▸ Exercise objective
Starting at the line that holds "pub mod validation_params;" and stopping at the line that holds "pub use validation_params::ValidationParams;", restate the records below word for word, with both of those lines included.

▸ Data section
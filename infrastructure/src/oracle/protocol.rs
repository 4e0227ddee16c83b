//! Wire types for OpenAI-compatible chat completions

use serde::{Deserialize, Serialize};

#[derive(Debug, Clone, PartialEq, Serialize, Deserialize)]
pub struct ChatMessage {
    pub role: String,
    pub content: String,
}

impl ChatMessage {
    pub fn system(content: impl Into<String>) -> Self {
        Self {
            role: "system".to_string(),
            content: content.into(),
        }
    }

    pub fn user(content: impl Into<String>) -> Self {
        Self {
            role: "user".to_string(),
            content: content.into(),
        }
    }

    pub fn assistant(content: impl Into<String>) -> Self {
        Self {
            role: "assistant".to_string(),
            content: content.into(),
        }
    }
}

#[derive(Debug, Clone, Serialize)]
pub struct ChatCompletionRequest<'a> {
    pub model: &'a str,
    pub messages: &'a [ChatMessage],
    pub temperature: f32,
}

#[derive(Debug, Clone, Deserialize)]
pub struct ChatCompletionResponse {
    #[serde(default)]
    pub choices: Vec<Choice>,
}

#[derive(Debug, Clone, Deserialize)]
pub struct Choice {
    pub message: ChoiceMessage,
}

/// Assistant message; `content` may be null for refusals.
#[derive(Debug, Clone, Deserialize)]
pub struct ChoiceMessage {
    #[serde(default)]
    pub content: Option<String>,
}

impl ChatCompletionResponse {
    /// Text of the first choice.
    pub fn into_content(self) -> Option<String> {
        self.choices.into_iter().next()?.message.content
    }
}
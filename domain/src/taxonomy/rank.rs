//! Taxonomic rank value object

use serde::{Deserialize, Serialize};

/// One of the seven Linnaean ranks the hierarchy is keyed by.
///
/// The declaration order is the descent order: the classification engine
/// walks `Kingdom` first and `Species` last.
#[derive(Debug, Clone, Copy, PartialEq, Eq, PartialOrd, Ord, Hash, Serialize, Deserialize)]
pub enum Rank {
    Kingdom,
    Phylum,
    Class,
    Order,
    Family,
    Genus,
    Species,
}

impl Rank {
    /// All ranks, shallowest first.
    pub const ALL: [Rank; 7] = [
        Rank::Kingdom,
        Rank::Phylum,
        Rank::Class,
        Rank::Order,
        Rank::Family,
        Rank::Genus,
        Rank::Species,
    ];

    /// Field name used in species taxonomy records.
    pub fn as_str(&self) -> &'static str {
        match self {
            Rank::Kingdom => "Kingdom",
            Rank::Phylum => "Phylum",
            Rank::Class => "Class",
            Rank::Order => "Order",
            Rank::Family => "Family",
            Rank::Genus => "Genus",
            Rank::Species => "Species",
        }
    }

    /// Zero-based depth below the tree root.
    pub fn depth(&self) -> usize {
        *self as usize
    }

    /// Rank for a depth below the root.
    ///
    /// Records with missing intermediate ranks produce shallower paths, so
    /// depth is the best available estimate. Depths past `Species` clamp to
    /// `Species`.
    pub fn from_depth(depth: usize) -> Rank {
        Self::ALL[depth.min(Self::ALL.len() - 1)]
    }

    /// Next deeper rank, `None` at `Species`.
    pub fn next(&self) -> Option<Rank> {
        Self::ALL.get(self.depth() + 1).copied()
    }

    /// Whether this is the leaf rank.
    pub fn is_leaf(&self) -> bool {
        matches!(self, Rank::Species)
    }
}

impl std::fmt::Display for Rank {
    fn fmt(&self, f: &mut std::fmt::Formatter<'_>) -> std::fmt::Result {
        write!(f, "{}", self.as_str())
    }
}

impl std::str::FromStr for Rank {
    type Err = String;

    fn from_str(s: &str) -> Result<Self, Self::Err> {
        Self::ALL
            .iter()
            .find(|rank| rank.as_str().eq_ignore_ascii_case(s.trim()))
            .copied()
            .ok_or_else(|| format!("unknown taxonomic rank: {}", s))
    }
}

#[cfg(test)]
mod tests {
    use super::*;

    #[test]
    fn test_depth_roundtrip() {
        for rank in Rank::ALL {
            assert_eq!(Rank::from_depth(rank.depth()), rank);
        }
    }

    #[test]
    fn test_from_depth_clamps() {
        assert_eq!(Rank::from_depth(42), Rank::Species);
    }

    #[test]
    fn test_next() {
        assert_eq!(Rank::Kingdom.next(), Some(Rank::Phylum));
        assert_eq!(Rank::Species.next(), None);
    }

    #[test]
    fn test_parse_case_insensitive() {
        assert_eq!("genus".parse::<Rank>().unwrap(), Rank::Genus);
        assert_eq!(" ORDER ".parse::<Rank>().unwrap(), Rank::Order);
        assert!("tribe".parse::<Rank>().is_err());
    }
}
* * *
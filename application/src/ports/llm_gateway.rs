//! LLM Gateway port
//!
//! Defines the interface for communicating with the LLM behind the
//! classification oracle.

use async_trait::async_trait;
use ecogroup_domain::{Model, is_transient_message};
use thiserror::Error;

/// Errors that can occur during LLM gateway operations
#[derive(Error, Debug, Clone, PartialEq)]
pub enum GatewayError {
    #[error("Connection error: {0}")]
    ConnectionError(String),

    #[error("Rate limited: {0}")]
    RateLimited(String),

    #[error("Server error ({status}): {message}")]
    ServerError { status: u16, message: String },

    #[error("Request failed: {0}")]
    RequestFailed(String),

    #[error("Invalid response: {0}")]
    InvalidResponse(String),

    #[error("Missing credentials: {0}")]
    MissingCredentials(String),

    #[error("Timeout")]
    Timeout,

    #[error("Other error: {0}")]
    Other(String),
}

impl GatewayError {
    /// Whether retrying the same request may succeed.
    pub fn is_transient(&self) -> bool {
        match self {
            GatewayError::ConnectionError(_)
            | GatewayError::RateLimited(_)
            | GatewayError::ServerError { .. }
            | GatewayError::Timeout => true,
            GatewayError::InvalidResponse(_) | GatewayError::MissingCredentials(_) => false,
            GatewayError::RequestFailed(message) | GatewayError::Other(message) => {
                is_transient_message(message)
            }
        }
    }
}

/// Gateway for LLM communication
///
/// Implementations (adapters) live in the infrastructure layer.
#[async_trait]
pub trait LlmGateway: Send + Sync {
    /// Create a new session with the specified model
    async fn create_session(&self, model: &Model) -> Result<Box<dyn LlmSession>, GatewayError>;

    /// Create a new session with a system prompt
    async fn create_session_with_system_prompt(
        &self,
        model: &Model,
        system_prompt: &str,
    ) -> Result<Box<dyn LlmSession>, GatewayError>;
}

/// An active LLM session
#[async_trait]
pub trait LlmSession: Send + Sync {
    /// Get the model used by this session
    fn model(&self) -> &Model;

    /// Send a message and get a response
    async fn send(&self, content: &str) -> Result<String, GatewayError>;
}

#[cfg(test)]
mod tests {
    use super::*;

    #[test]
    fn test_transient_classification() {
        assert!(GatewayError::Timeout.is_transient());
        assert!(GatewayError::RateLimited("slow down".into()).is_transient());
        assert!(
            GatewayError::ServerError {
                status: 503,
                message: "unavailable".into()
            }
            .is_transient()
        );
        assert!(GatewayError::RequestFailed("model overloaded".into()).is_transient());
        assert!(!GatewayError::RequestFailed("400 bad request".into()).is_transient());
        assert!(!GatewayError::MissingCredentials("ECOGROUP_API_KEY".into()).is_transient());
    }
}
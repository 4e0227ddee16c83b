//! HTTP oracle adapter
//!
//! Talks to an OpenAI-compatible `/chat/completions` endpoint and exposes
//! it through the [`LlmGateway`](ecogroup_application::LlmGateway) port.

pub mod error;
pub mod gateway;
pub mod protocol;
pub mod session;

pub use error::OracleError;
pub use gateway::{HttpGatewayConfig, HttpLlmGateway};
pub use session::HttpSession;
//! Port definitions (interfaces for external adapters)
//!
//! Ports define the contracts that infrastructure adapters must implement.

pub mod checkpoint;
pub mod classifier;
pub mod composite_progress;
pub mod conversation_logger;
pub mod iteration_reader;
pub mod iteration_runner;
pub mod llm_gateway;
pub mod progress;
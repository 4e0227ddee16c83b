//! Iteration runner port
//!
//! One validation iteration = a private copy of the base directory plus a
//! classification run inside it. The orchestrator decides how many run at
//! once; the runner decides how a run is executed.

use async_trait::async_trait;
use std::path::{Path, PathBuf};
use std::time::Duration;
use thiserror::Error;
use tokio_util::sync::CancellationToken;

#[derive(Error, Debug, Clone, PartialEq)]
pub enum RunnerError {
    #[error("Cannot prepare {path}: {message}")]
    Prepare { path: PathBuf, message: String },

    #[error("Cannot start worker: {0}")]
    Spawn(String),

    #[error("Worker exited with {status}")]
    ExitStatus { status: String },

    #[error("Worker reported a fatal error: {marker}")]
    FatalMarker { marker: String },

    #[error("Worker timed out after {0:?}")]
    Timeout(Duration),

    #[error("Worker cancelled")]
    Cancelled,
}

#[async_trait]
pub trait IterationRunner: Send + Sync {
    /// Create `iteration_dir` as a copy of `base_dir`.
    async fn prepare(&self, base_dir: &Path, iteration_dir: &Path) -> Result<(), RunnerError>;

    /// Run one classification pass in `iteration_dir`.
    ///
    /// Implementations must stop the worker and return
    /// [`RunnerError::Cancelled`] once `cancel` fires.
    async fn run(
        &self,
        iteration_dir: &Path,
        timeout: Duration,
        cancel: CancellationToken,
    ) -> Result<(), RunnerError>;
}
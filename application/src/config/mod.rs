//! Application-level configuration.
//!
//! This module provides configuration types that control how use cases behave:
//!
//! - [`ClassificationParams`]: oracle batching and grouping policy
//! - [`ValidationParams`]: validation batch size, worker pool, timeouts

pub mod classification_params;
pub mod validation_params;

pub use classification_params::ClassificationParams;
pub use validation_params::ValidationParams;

▸ Answer box
pub mod validation_params;

pub use classification_params::ClassificationParams;
pub use validation_params::ValidationParams;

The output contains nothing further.